151  

Тринадцать из семнадцати подсудимых были приговорены к высшей мере наказания. Их расстреляли сразу, той же ночью. Четверо, включая Радека, отделались длительными тюремными сроками. «Правда» публиковала обращения трудящихся, с требованием скорее разоблачить и покарать очередную вражескую банду во главе с Бухариным и Рыковым.

На следующий день после окончания процесса на Красной площади собралось на митинг более двухсот тысяч трудящихся. Был тридцатиградусный мороз. Продрогшие москвичи держали на палках портреты Сталина, Ежова, Молотова, Кагановича, Ворошилова, несколько часов подряд изо всех сил ужасались мерзости злобных злодеев, восторгались справедливостью советского суда, ликовали по поводу смертных приговоров и клялись в вечной, бесконечной, океански гигантской любви любимому вождю, великому, лучезарному Сталину. К собравшимся обратился сорокадвухлетний секретарь Московского комитета партии Никита Хрущев.

–  Подымая руку против товарища Сталина, они подымали ее против всего лучшего, что имеет человечество, потому что Сталин – это надежда! Сталин – это наше знамя! Сталин – это наша воля! Сталин – это наша победа!

Глава двадцать первая

В воскресенье поздно вечером Габи вернулась в Берлин, в аэропорту взяла такси. Когда вошла в подъезд, консьерж передал ей пакет из секретариата Макса Амана, руководителя Имперской палаты прессы. Внутри было официальное письмо, подписанное лично Аманном. В письме сообщалось, что она включена в состав делегации, которая отправляется в Париж на пресс-конференцию, посвященную подготовке к Всемирной выставке. В понедельник ей надлежит явиться в палату к десяти утра.
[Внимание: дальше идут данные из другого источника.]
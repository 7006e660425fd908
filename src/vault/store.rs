//! High-level vault operations used by shell commands.
//!
//! `CredentialStore` wraps a `Persistence` and a `Cipher`.  It holds no
//! vault state: every call reads the encrypted file, decrypts it, works
//! on the decoded document, and (for mutations) re-encrypts and replaces
//! the whole file.  The vault path is passed into every call.

use std::collections::BTreeMap;
use std::path::Path;

use tracing::{debug, info, instrument};
use zeroize::Zeroizing;

use crate::config::Settings;
use crate::crypto::{AesGcmCipher, Cipher};
use crate::errors::{Result, ShelterError};
use crate::storage::{FileStorage, LockMode, Persistence};

use super::document::VaultDocument;

/// The credential store.  Create one with `CredentialStore::new` (or
/// `from_settings` for the on-disk default), then pass a vault path to
/// each operation.
pub struct CredentialStore<P = FileStorage, C = AesGcmCipher> {
    persistence: P,
    cipher: C,
}

impl CredentialStore<FileStorage, AesGcmCipher> {
    /// File storage with the Argon2 parameters from `settings`.
    pub fn from_settings(settings: &Settings) -> Self {
        Self::new(FileStorage, AesGcmCipher::new(settings.argon2_params()))
    }
}

impl<P: Persistence, C: Cipher> CredentialStore<P, C> {
    pub fn new(persistence: P, cipher: C) -> Self {
        Self {
            persistence,
            cipher,
        }
    }

    pub fn persistence(&self) -> &P {
        &self.persistence
    }

    pub fn cipher(&self) -> &C {
        &self.cipher
    }

    // ------------------------------------------------------------------
    // Vault lifecycle
    // ------------------------------------------------------------------

    /// Create a new vault holding the empty document.
    #[instrument(skip_all, fields(path = %path.display()))]
    pub fn create_vault(&self, path: &Path, master_password: &str) -> Result<()> {
        self.ensure_absent(path)?;
        let _lock = self.persistence.lock(path, LockMode::Exclusive)?;
        // Another process may have created it while we waited.
        self.ensure_absent(path)?;

        self.save(path, &VaultDocument::new(), master_password)?;
        info!("vault created");
        Ok(())
    }

    /// Re-encrypt the vault under a new master password.
    ///
    /// The decrypted document is carried over byte for byte.
    #[instrument(skip_all, fields(path = %path.display()))]
    pub fn change_master_password(
        &self,
        path: &Path,
        old_password: &str,
        new_password: &str,
    ) -> Result<()> {
        self.ensure_exists(path)?;
        let _lock = self.persistence.lock(path, LockMode::Exclusive)?;
        let ciphertext = self.persistence.read(path)?;
        let plaintext = Zeroizing::new(self.cipher.decrypt(&ciphertext, old_password)?);

        let rewrapped = self.cipher.encrypt(&plaintext, new_password)?;
        self.persistence.write(&rewrapped, path)?;
        info!("master password changed");
        Ok(())
    }

    // ------------------------------------------------------------------
    // Reads
    // ------------------------------------------------------------------

    /// All sources, sorted.
    #[instrument(skip_all, fields(path = %path.display()))]
    pub fn list_sources(&self, path: &Path, master_password: &str) -> Result<Vec<String>> {
        Ok(self.read(path, master_password)?.sources())
    }

    /// Every source with its sorted account names.
    #[instrument(skip_all, fields(path = %path.display()))]
    pub fn list_all_accounts(
        &self,
        path: &Path,
        master_password: &str,
    ) -> Result<BTreeMap<String, Vec<String>>> {
        Ok(self.read(path, master_password)?.all_accounts())
    }

    /// Sorted account names under `source`.
    #[instrument(skip_all, fields(path = %path.display(), source = %source))]
    pub fn list_accounts(
        &self,
        path: &Path,
        source: &str,
        master_password: &str,
    ) -> Result<Vec<String>> {
        self.read(path, master_password)?.accounts(source)
    }

    /// Decrypt and return one stored password.
    #[instrument(skip_all, fields(path = %path.display(), source = %source, account = %account))]
    pub fn get_password(
        &self,
        path: &Path,
        source: &str,
        account: &str,
        master_password: &str,
    ) -> Result<Zeroizing<String>> {
        self.read(path, master_password)?.password(source, account)
    }

    // ------------------------------------------------------------------
    // Mutations
    // ------------------------------------------------------------------

    /// Add a new account, creating its source if needed.
    #[instrument(skip_all, fields(path = %path.display(), source = %source, account = %account))]
    pub fn add_account(
        &self,
        path: &Path,
        source: &str,
        account: &str,
        password: &str,
        master_password: &str,
    ) -> Result<()> {
        self.update(path, master_password, |doc| doc.add(source, account, password))?;
        info!("account added");
        Ok(())
    }

    /// Replace the password of an existing account.
    #[instrument(skip_all, fields(path = %path.display(), source = %source, account = %account))]
    pub fn change_password(
        &self,
        path: &Path,
        source: &str,
        account: &str,
        new_password: &str,
        master_password: &str,
    ) -> Result<()> {
        self.update(path, master_password, |doc| {
            doc.change(source, account, new_password)
        })?;
        info!("password changed");
        Ok(())
    }

    /// Delete an account; its source goes too when it becomes empty.
    #[instrument(skip_all, fields(path = %path.display(), source = %source, account = %account))]
    pub fn delete_account(
        &self,
        path: &Path,
        source: &str,
        account: &str,
        master_password: &str,
    ) -> Result<()> {
        self.update(path, master_password, |doc| doc.remove(source, account))?;
        info!("account deleted");
        Ok(())
    }

    // ------------------------------------------------------------------
    // Arbitrary files
    // ------------------------------------------------------------------

    /// Encrypt any text file into `output`.
    #[instrument(skip_all, fields(input = %input.display(), output = %output.display()))]
    pub fn encrypt_file(&self, input: &Path, output: &Path, password: &str) -> Result<()> {
        let plaintext = Zeroizing::new(self.persistence.read(input)?);
        let ciphertext = self.cipher.encrypt(&plaintext, password)?;
        self.persistence.write(&ciphertext, output)
    }

    /// Decrypt a file produced by `encrypt_file` (or a vault) into `output`.
    #[instrument(skip_all, fields(input = %input.display(), output = %output.display()))]
    pub fn decrypt_file(&self, input: &Path, output: &Path, password: &str) -> Result<()> {
        let ciphertext = self.persistence.read(input)?;
        let plaintext = Zeroizing::new(self.cipher.decrypt(&ciphertext, password)?);
        self.persistence.write(&plaintext, output)
    }

    // ------------------------------------------------------------------
    // Load / save cycle
    // ------------------------------------------------------------------

    /// Decrypt and decode under a shared lock.
    fn read(&self, path: &Path, master_password: &str) -> Result<VaultDocument> {
        self.ensure_exists(path)?;
        let _lock = self.persistence.lock(path, LockMode::Shared)?;
        self.load(path, master_password)
    }

    /// Decrypt, apply `mutate`, and write back under an exclusive lock.
    ///
    /// Nothing is written unless every step before the write succeeds.
    fn update<F>(&self, path: &Path, master_password: &str, mutate: F) -> Result<()>
    where
        F: FnOnce(&mut VaultDocument) -> Result<()>,
    {
        self.ensure_exists(path)?;
        let _lock = self.persistence.lock(path, LockMode::Exclusive)?;
        let mut doc = self.load(path, master_password)?;
        mutate(&mut doc)?;
        self.save(path, &doc, master_password)
    }

    /// Fail with `NotFound` before a lock file is created for nothing.
    fn ensure_exists(&self, path: &Path) -> Result<()> {
        if self.persistence.exists(path) {
            Ok(())
        } else {
            Err(ShelterError::NotFound(path.to_path_buf()))
        }
    }

    fn ensure_absent(&self, path: &Path) -> Result<()> {
        if self.persistence.exists(path) {
            Err(ShelterError::AlreadyExists(path.to_path_buf()))
        } else {
            Ok(())
        }
    }

    fn load(&self, path: &Path, master_password: &str) -> Result<VaultDocument> {
        let ciphertext = self.persistence.read(path)?;
        let plaintext = Zeroizing::new(self.cipher.decrypt(&ciphertext, master_password)?);
        let doc = VaultDocument::from_json(&plaintext)?;
        debug!("vault decrypted");
        Ok(doc)
    }

    fn save(&self, path: &Path, doc: &VaultDocument, master_password: &str) -> Result<()> {
        let plaintext = doc.to_json()?;
        let ciphertext = self.cipher.encrypt(&plaintext, master_password)?;
        self.persistence.write(&ciphertext, path)
    }
}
«Ну что еще тебе нужно, красотка Дильс? – ехидно спросила маленькая Габи. – Только вернулась из Цюриха и сразу отправишься в Париж, купишь себе там гору нарядов, посетишь пару-тройку банкетов и вечеринок. Чем ты недовольна? Фюрер дал тебе все, а ты платишь ему черной неблагодарностью, шпионишь на красных, родину предаешь».

«А все-таки не мешало бы выяснить, кто следил за мной в Цюрихе и куда делся Бруно?» – думала Габриэль, засыпая в обнимку с плюшевым зайцем.

Утром она поехала на своем «порше» в палату прессы, слушать напутствия Геббельса. Большой пустой чемодан все еще лежал в багажнике.

До открытия Всемирной выставки осталось три месяца, но предвкушение очередного триумфа на мировом уровне заранее возбуждало темпераментного карлика. Вместо того чтобы давать конкретные цензурные указания, Геббельс произносил митинговую речь:

–  Национал-социализм не может ограничиваться пустыми словами, его нужно создавать руками и сердцем. Предстоящая Всемирная выставка должна открыть глаза всему миру на величие нового немецкого искусства, грандиозность научно-технических достижений.

Журналисты писали в блокнотах. Габи с видом глубокой сосредоточенности грызла колпачок авторучки.

–  Наступит день, когда никому уже не придется говорить о национал-социализме, потому что он станет воздухом, которым мы дышим, – кричал Геббельс, брызгал слюной и таращил глаза.

Рядом с Габи сидела незнакомая молоденькая толстушка. Прямые светло-русые волосы падали на лицо, виднелся только нос, украшенный круглыми очками в тонкой золотой оправе. Пухлые пальцы с обгрызенными ногтями сжимали дорогую самописку. Габи заглянула в блокнот и увидела, как золотое перо выводит: «…станет воздухом, которым мы дышим…».

Толстушка конспектировала речь, посапывала от усердия, исписала своим аккуратным детским почерком полдюжины страниц.

Геббельс говорил часа два. Рекорд краткости. Когда толстушка встала, ее сумка свалилась на пол, наклонившись, она уронила очки и чуть не расплакалась. Габи подняла очки, помогла ей все собрать. Толстушка поблагодарила и представилась.

Ее звали Стефани Хенкель, ей было двадцать два года, она всего неделю работала корреспондентом в «Берлинер Тагеблатт», впервые попала на инструктаж Геббельса, впервые летела в командировку.

– А я вас узнала, я вообще-то не читаю дамские журналы, но вы хорошо пишете, – заявила она, пожимая Габи руку.

«Хенкель… Хенкель… шампанское… Ну конечно, как же я сразу не догадалась», – думала Габи, поглядывая на круглую раскрасневшуюся физиономию.

Перед отлетом она пообедала с Франсом и узнала, что Стефани Хенкель – родная племянница Аннелиз фон Риббентроп.